Disentangling ERBB Signaling in Breast Cancer Subtypes—A Model-Based Analysis

Cancers 2022, 14(10), 2379; https://doi.org/10.3390/cancers14102379
by Svenja Kemmer 1,2, Mireia Berdiel-Acer 3, Eileen Reinz 3, Johanna Sonntag 3, Nooraldeen Tarade 3,4, Stephan Bernhardt 3, Mirjam Fehling-Kaschek 1,2, Max Hasmann 5, Ulrike Korf 3, Stefan Wiemann 3,* and Jens Timmer 1,2,6,*
Reviewer 1: Anonymous
Reviewer 2: Anonymous
Reviewer 3: Anonymous
Cancers 2022, 14(10), 2379; https://doi.org/10.3390/cancers14102379
Submission received: 31 March 2022 / Revised: 6 May 2022 / Accepted: 10 May 2022 / Published: 12 May 2022

Round 1

Reviewer 1 Report

The paper written by Kemmer et al. ‘Disentangling ERBB Signaling in Breast Cancer Subtypes – a Model-Based Analysis’ assesses the wiring of ERBB receptor signaling in breast cancers. The authors integrate quantitative experiments and mechanistic modeling to study the effect of ligand-drug combinations on the ERBB signaling network in different breast cancer subtypes. The model was trained on the luminal cell lines MCF7 and T47D, recapitulates time-resolved total and phosphoproteomics, and in particular, correctly predicts the proliferative capacity in the presence of different drugs and ligands based on the predicted signaling dynamics. It provides insights into the ERBB signaling activities and pointed at a shift in activated signaling branches between different breast cancer subtypes: luminal A, HER2+, and triple-negative. Summarizing, it is a good study and this work will have an impact not only on computational modeling but also on cancer biology.
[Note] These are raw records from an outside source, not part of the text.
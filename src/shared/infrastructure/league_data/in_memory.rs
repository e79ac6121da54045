// In memory stand-in for roster management, league metadata and the NHL feeds.
//
// Purpose
// - Exercise the pipeline in tests and local development without the upstream services.
//
// Responsibilities
// - Hold lineups, matchups, player clubs, club game states, stat lines and league weights.
// - Game state is stored per (club, date) and resolved per player through the club map.
// - Leagues without explicit weights use the configured default weights.

use crate::modules::roster_lock::core::game_status::GameStatus;
use crate::modules::roster_lock::core::lineup::LineupConfig;
use crate::modules::roster_lock::core::matchup::Matchup;
use crate::modules::roster_lock::core::scoring::{DailyStat, ScoringWeights};
use crate::shared::core::primitives::{LeagueId, MatchupId, PlayerId, TeamId};
use crate::shared::infrastructure::league_data::{
    GameFeed, LineupSource, MatchupSource, ScoringRules, StatFeed,
};
use chrono::NaiveDate;
use std::collections::{HashMap, HashSet};
use tokio::sync::RwLock;

#[derive(Default)]
pub struct InMemoryLeagueData {
    lineups: RwLock<HashMap<TeamId, LineupConfig>>,
    matchups: RwLock<HashMap<MatchupId, Matchup>>,
    player_clubs: RwLock<HashMap<PlayerId, String>>,
    game_states: RwLock<HashMap<(String, NaiveDate), GameStatus>>,
    stats: RwLock<HashMap<(PlayerId, NaiveDate), DailyStat>>,
    failing_stats: RwLock<HashSet<PlayerId>>,
    league_weights: RwLock<HashMap<LeagueId, ScoringWeights>>,
    default_weights: ScoringWeights,
    is_offline: bool,
}

impl InMemoryLeagueData {
    pub fn new() -> Self {
        Self::default()
    }

    pub fn with_default_weights(default_weights: ScoringWeights) -> Self {
        Self {
            default_weights,
            ..Self::default()
        }
    }

    pub fn toggle_offline(&mut self) {
        self.is_offline = !self.is_offline;
    }

    pub async fn put_lineup(&self, lineup: LineupConfig) {
        self.lineups.write().await.insert(lineup.team_id, lineup);
    }

    pub async fn remove_lineup(&self, team_id: TeamId) {
        self.lineups.write().await.remove(&team_id);
    }

    pub async fn put_matchup(&self, matchup: Matchup) {
        self.matchups.write().await.insert(matchup.matchup_id, matchup);
    }

    pub async fn assign_club(&self, player_id: PlayerId, club: impl Into<String>) {
        self.player_clubs.write().await.insert(player_id, club.into());
    }

    pub async fn set_game_status(&self, club: impl Into<String>, date: NaiveDate, status: GameStatus) {
        self.game_states.write().await.insert((club.into(), date), status);
    }

    pub async fn put_stat(&self, stat: DailyStat) {
        self.stats.write().await.insert((stat.player_id, stat.date), stat);
    }

    /// Stat reads for `player_id` fail until cleared, as a flaky ingestion partition would.
    pub async fn fail_stats_for(&self, player_id: PlayerId) {
        self.failing_stats.write().await.insert(player_id);
    }

    pub async fn put_league_weights(&self, league_id: LeagueId, weights: ScoringWeights) {
        self.league_weights.write().await.insert(league_id, weights);
    }

    fn ensure_online(&self, source: &str) -> anyhow::Result<()> {
        if self.is_offline {
            anyhow::bail!("{source} offline");
        }
        Ok(())
    }
}

#[async_trait::async_trait]
impl LineupSource for InMemoryLeagueData {
    async fn current_lineup(&self, team_id: TeamId) -> anyhow::Result<Option<LineupConfig>> {
        self.ensure_online("Lineup source")?;
        Ok(self.lineups.read().await.get(&team_id).cloned())
    }
}

#[async_trait::async_trait]
impl MatchupSource for InMemoryLeagueData {
    async fn matchup(&self, matchup_id: MatchupId) -> anyhow::Result<Option<Matchup>> {
        self.ensure_online("Matchup source")?;
        Ok(self.matchups.read().await.get(&matchup_id).cloned())
    }

    async fn matchups_covering(&self, date: NaiveDate) -> anyhow::Result<Vec<Matchup>> {
        self.ensure_online("Matchup source")?;
        let mut covering: Vec<Matchup> = self
            .matchups
            .read()
            .await
            .values()
            .filter(|matchup| matchup.covers(date))
            .cloned()
            .collect();
        covering.sort_by_key(|matchup| matchup.matchup_id);
        Ok(covering)
    }
}

#[async_trait::async_trait]
impl GameFeed for InMemoryLeagueData {
    async fn game_status(&self, player_id: PlayerId, date: NaiveDate) -> anyhow::Result<Option<GameStatus>> {
        self.ensure_online("Game feed")?;
        let Some(club) = self.player_clubs.read().await.get(&player_id).cloned() else {
            return Ok(None);
        };
        Ok(self.game_states.read().await.get(&(club, date)).copied())
    }
}

#[async_trait::async_trait]
impl StatFeed for InMemoryLeagueData {
    async fn daily_stat(&self, player_id: PlayerId, date: NaiveDate) -> anyhow::Result<Option<DailyStat>> {
        self.ensure_online("Stat feed")?;
        if self.failing_stats.read().await.contains(&player_id) {
            anyhow::bail!("Stat feed timed out for player {player_id}");
        }
        Ok(self.stats.read().await.get(&(player_id, date)).cloned())
    }
}

#[async_trait::async_trait]
impl ScoringRules for InMemoryLeagueData {
    async fn weights_for_league(&self, league_id: LeagueId) -> anyhow::Result<ScoringWeights> {
        self.ensure_online("Scoring rules")?;
        Ok(self
            .league_weights
            .read()
            .await
            .get(&league_id)
            .cloned()
            .unwrap_or_else(|| self.default_weights.clone()))
    }
}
However, there are some things that need to be improved prior to publication.

Major comments:

  • Lines 67-70 ‘However, the effect of ligand-drug combinations on the differential regulation of the ERBB, MAPK, and PI3K signaling network has not been studied in combination with individual breast cancer subtypes so far.’
    For example, Shoeberl et al. explored the optimal way to therapeutically inhibit combinatorial, ligand- induced activation of the ERBB–PI3K axis (doi: 10.1126/scisignal.2000352) and recently Imoto et al. developed a modeling framework to predict potential drug targets in ERBB, MAPK, PI3K signaling network in breast cancer patients (doi: 10.1016/j.isci.2022.103944). I partially agree with this statement, however, the authors should introduce a couple of studies which investigated the drug-response mechanisms in ERBB signaling network using mathematical modeling.
  • Lines 249-251 ‘This signaling model represents a mechanistic description of growth-factor induced signal transduction at the receptor module towards the two branches of the downstream module, i.e., PI3K as well as MAPK signaling.’
    The model developed in this study omits several key molecular interactions in the MAPK signaling triggered by the activation of ERBBs, e.g., GRB2-SOS1 recruitment to the plasma membrane, RAS-GDP to -GTP exchange by SOS1, and RAF dimerization (doi: 10.1038/35052073; PMID: 11325826). Although the current model seems to be complex enough to recapitulate experimental observations, the authors should explain the simplification of the process in the model and why it does not affect so much on the model-based predictions.
  • Lines 347-348 ‘Our analysis showed that the AUC of pAKT combined with the AUC of pP70S6K had the highest predictive power.’
    Please add the figure or table that support this statement: quantify and compare the predictive power of signaling features, i.e., the area under the curve, the half-life, and the peak height, in ppERK, pAKT, and pP70S6K.
  • The details of flux analysis are not given in the method section. Please describe.
  • Related to above, the relationship between the ODE model and flux analysis is unclear. The authors suggested that cell types have different feedback regulatory mechanisms, but the ODE model does not have such a regulatory loop. In ODE models, many parameters are common in different cell lines (according to the authors), so it indicates that difference in the fluxes may be originated from the initial values of the model. However, it was not clear from the analysis. Explain why they showed different fluxes and why they showed different feedback loops.
  • Th methods of model reduction was not clearly understood. Please explain in details.

Minor comments:

  • In Materials and Methods 2.9. Growth predictions, the authors describe the combinatorial drug effects by (1/(1+k_drug1 ))∙(1/(1+k_drug2 )). With this term, two drugs always seem to have synergistic effects on the formation of active dimers and not to work in antagonistic directions. Although the model-based proliferation predictions agreed well with experimental measurements in Figure 4c, the authors need to clarify the assumptions used in the description for the combinatorial effects of two inhibitors.
  • Figure legend 3: Model calibration on time-resolved quantitative RPPA data.
    Please explain RPPA again here, i.e., reverse phase protein array (RPPA). All abbreviations should be reintroduced in each figure legend as each figure legend should be treated independently. In other words, the figure legends should be understandable even without reading the main text in the manuscript.
  • In the Data Availability Statement, the authors wrote the ODE model developed in this study is available at https://github.com/JetiLab/ERBBsignaling, however, I currently cannot see modeling code there. Please put the code used in this study in the repository and add usage instruction in the README file.
  • Many other similar ERBB signaling models have been applied to breast cancer cell lines and patient analysis. Discuss the differences and importance of this paper.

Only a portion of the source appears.